0
votes

We are using a custom spark receiver that reads streamed data from a provided http link. If the provided http link is incorrect, the receiver fails. The problem is that spark will continuously restart the receiver, and the application will never terminate. The question is how to tell Spark to terminate the application if the receiver fails.

This is an extract of our custom receiver:

 def onStart() {
    // Start the thread that receives data over a connection
    new Thread("Receiver") {
      override def run() { receive() }
    }.start()
  }

  private def receive(): Unit = {
    ....
    val response: CloseableHttpResponse = httpclient.execute(req)
    try {
      val sl = response.getStatusLine()
      if (sl.getStatusCode != 200){
        val errorMsg = "Error: " + sl.getStatusCode 
        val thrw = new RuntimeException(errorMsg)
        stop(errorMsg, thrw)
      } else {
      ...
        store(doc)
      }

We have a spark streaming application that uses this receiver:

val ssc = new StreamingContext(sparkConf, duration)
val changes = ssc.receiverStream(new CustomReceiver(...
...
ssc.start()
ssc.awaitTermination()

Everything works as expected if the receiver doesn't have errors. If the receiver fails (e.g. with a wrong http link), spark will continuously restart it and the application will never terminate.

16/05/31 17:03:38 ERROR TaskSetManager: Task 0 in stage 0.0 failed 1 times; aborting job
16/05/31 17:03:38 ERROR ReceiverTracker: Receiver has been stopped. Try to restart it.

We just want to terminate the whole application if a receiver fails.

2
sadly, now deprecatedJake

2 Answers

2
votes

There is a way to control the life cycle of Custom receiver based spark-streaming applications. Define job progress listener for your application and keep track of what is happening.

class CustomReceiverListener extends StreamingJobProgressListener {
    private boolean receiverStopped = false;

    public CustomReceiverListener(StreamingContext ssc) { super(ssc);}

    public boolean isReceiverStopped() {
        return receiverStopped;
    }
    @Override
    public void onReceiverStopped(StreamingListenerReceiverStopped receiverStopped) {
        LOG.info("Update the flag field");
        this.receiverStopped = true;
    }
}

And in your driver, initialize a thread to monitor the state of receiverStopped flag.
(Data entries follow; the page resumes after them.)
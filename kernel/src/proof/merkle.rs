//! Case Merkle commitments over evidence records.
//!
//! # Leaf
//!
//! `sha256_hex` of the compact JSON array
//! `[case_id, evidence_id, content_locator_cid, file_hash, timestamp]`,
//! with `timestamp` in millisecond form (`2024-03-15T10:30:00.000Z`).
//!
//! # Tree
//!
//! Layers are built bottom-up from lower-cased leaves. A parent is
//! `sha256(decode(left) || decode(right))` over the raw 32-byte digests; an
//! odd trailing node is paired with itself. The root of an empty tree is
//! [`EMPTY_MERKLE_ROOT`].

use serde::{Deserialize, Serialize};
use sha2::{Digest, Sha256};

use super::canon::{canonical_json_bytes, TimestampForm};
use super::hash::sha256_hex;
use crate::record::Evidence;

/// Root reported for a case with no evidence.
pub const EMPTY_MERKLE_ROOT: &str =
    "0000000000000000000000000000000000000000000000000000000000000000";

/// Failure building or checking a Merkle structure.
#[derive(Debug, Clone, PartialEq, Eq)]
pub enum MerkleError {
    /// A proof was requested from an empty leaf set.
    EmptyTree,
    /// The requested leaf index is outside the leaf set.
    IndexOutOfBounds { index: usize, len: usize },
    /// A node was not a 32-byte hex digest.
    InvalidHash { hash: String },
    /// Leaf payload encoding failed.
    Encode { detail: String },
}

impl std::fmt::Display for MerkleError {
    fn fmt(&self, f: &mut std::fmt::Formatter<'_>) -> std::fmt::Result {
        match self {
            Self::EmptyTree => write!(f, "cannot prove membership in an empty tree"),
            Self::IndexOutOfBounds { index, len } => {
                write!(f, "leaf index {index} out of bounds for {len} leaves")
            }
            Self::InvalidHash { hash } => write!(f, "not a sha256 hex digest: {hash:?}"),
            Self::Encode { detail } => write!(f, "leaf encoding failed: {detail}"),
        }
    }
}

impl std::error::Error for MerkleError {}

/// Which side a sibling sits on when recombining.
#[derive(Debug, Clone, Copy, PartialEq, Eq, Serialize, Deserialize)]
#[serde(rename_all = "lowercase")]
pub enum SiblingPosition {
    Left,
    Right,
}

/// One step of a membership proof.
#[derive(Debug, Clone, PartialEq, Eq, Serialize, Deserialize)]
pub struct MerkleProofNode {
    pub position: SiblingPosition,
    pub hash: String,
}

/// Membership proof for one leaf.
#[derive(Debug, Clone, PartialEq, Eq, Serialize, Deserialize)]
pub struct MerkleProof {
    pub leaf: String,
    pub siblings: Vec<MerkleProofNode>,
    pub root: String,
}

/// Leaf hash for an evidence record.
///
/// # Errors
///
/// Returns [`MerkleError::Encode`] if the leaf payload cannot be encoded.
pub fn evidence_leaf_hash(evidence: &Evidence) -> Result<String, MerkleError> {
    let payload = serde_json::json!([
        evidence.case_id,
        evidence.id,
        evidence.content_locator_cid,
        evidence.file_hash,
        TimestampForm::Millis.render(&evidence.timestamp),
    ]);
    let bytes = canonical_json_bytes(&payload).map_err(|e| MerkleError::Encode {
        detail: e.to_string(),
    })?;
    Ok(sha256_hex(&bytes))
}

fn decode_node(hash: &str) -> Result<[u8; 32], MerkleError> {
    let mut out = [0u8; 32];
    hex::decode_to_slice(hash, &mut out).map_err(|_| MerkleError::InvalidHash {
        hash: hash.to_string(),
    })?;
    Ok(out)
}

fn hash_pair(left: &str, right: &str) -> Result<String, MerkleError> {
    let mut hasher = Sha256::new();
    hasher.update(decode_node(left)?);
    hasher.update(decode_node(right)?);
    Ok(hex::encode(hasher.finalize()))
}

/// All layers from the (normalized) leaves up to the single root.
///
/// # Errors
///
/// Returns [`MerkleError::InvalidHash`] if any leaf is not a 32-byte hex digest.
pub fn build_layers(leaves: &[String]) -> Result<Vec<Vec<String>>, MerkleError> {
    if leaves.is_empty() {
        return Ok(Vec::new());
    }
    let mut layers = vec![leaves.iter().map(|l| l.to_lowercase()).collect::<Vec<_>>()];
    while let Some(current) = layers.last().filter(|layer| layer.len() > 1) {
        let next = current
            .chunks(2)
            .map(|pair| hash_pair(&pair[0], pair.get(1).unwrap_or(&pair[0])))
            .collect::<Result<Vec<_>, _>>()?;
        layers.push(next);
    }
    // A lone leaf is still validated as a digest.
    if let [single] = layers[0].as_slice() {
        decode_node(single)?;
    }
    Ok(layers)
}

/// Root over `leaves`, or [`EMPTY_MERKLE_ROOT`] when empty.
///
/// # Errors
///
/// Returns [`MerkleError::InvalidHash`] if any leaf is not a 32-byte hex digest.
pub fn merkle_root(leaves: &[String]) -> Result<String, MerkleError> {
    let layers = build_layers(leaves)?;
    Ok(layers
        .last()
        .and_then(|top| top.first().cloned())
        .unwrap_or_else(|| EMPTY_MERKLE_ROOT.to_string()))
}

/// Membership proof for `leaves[index]`.
///
/// # Errors
///
/// Returns [`MerkleError::EmptyTree`], [`MerkleError::IndexOutOfBounds`], or
/// [`MerkleError::InvalidHash`].
pub fn generate_proof(leaves: &[String], index: usize) -> Result<MerkleProof, MerkleError> {
    if leaves.is_empty() {
        return Err(MerkleError::EmptyTree);
    }
    if index >= leaves.len() {
        return Err(MerkleError::IndexOutOfBounds {
            index,
            len: leaves.len(),
        });
    }
    let layers = build_layers(leaves)?;
    let mut siblings = Vec::with_capacity(layers.len() - 1);
    let mut i = index;
    for layer in &layers[..layers.len() - 1] {
        let is_right = i % 2 == 1;
        let sibling = if is_right { i - 1 } else { i + 1 };
        siblings.push(MerkleProofNode {
            position: if is_right {
                SiblingPosition::Left
            } else {
                SiblingPosition::Right
            },
            hash: layer.get(sibling).unwrap_or(&layer[i]).clone(),
        });
        i /= 2;
    }
    let root = layers[layers.len() - 1][0].clone();
    Ok(MerkleProof {
        leaf: leaves[index].clone(),
        siblings,
        root,
    })
}

/// Recompute the root from `leaf` and `proof`; true iff it equals both
/// `expected_root` and `proof.root` (case-insensitive hex).
///
/// Malformed hashes anywhere in the proof yield `false`.
#[must_use]
pub fn verify_proof(leaf: &str, proof: &MerkleProof, expected_root: &str) -> bool {
    let mut acc = leaf.to_lowercase();
    for node in &proof.siblings {
        let step = match node.position {
            SiblingPosition::Left => hash_pair(&node.hash, &acc),
            SiblingPosition::Right => hash_pair(&acc, &node.hash),
        };
        match step {
            Ok(h) => acc = h,
            Err(_) => return false,
        }
    }
    if decode_node(&acc).is_err() {
        return false;
    }
    acc == expected_root.to_lowercase() && acc == proof.root.to_lowercase()
}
Driver will stop the stream app when this thread is finished. (Better approach is to define a callback method defined by the driver, that will stop the streaming application).

CustomReceiverListener listener = new CustomReceiverListener(ssc);
ssc.addStreamingListener(listener);
ssc.start();
Thread thread = new Thread(() -> {
    while (!listener.isReceiverStopped()) {
        LOG.info("Sleepy head...");
        try {
            Thread.sleep(2 * 1000); /*check after 2 seconds*/
        } catch (InterruptedException e) {
            e.printStackTrace();
        }
    }
});
thread.start();
thread.join();
LOG.info("Listener asked to die! Going to commit suicide :(");
ssc.stop(true, false);

Note: In case of multiple instances of your receivers, change the implementation of CustomReceiverListener to make sure all the receiver instances are stopped.

0
votes

It seems that the scheduling in Spark Streaming works in such a way that ReceiverTracker will keep restarting a failed receiver until ReceiverTracker is not stopped itself.

https://github.com/apache/spark/blob/master/streaming/src/main/scala/org/apache/spark/streaming/scheduler/ReceiverTracker.scala#L618

To stop ReceiverTracker, we need to stop the whole application. Thus, it seems there is no a way to control this process from a receiver itself.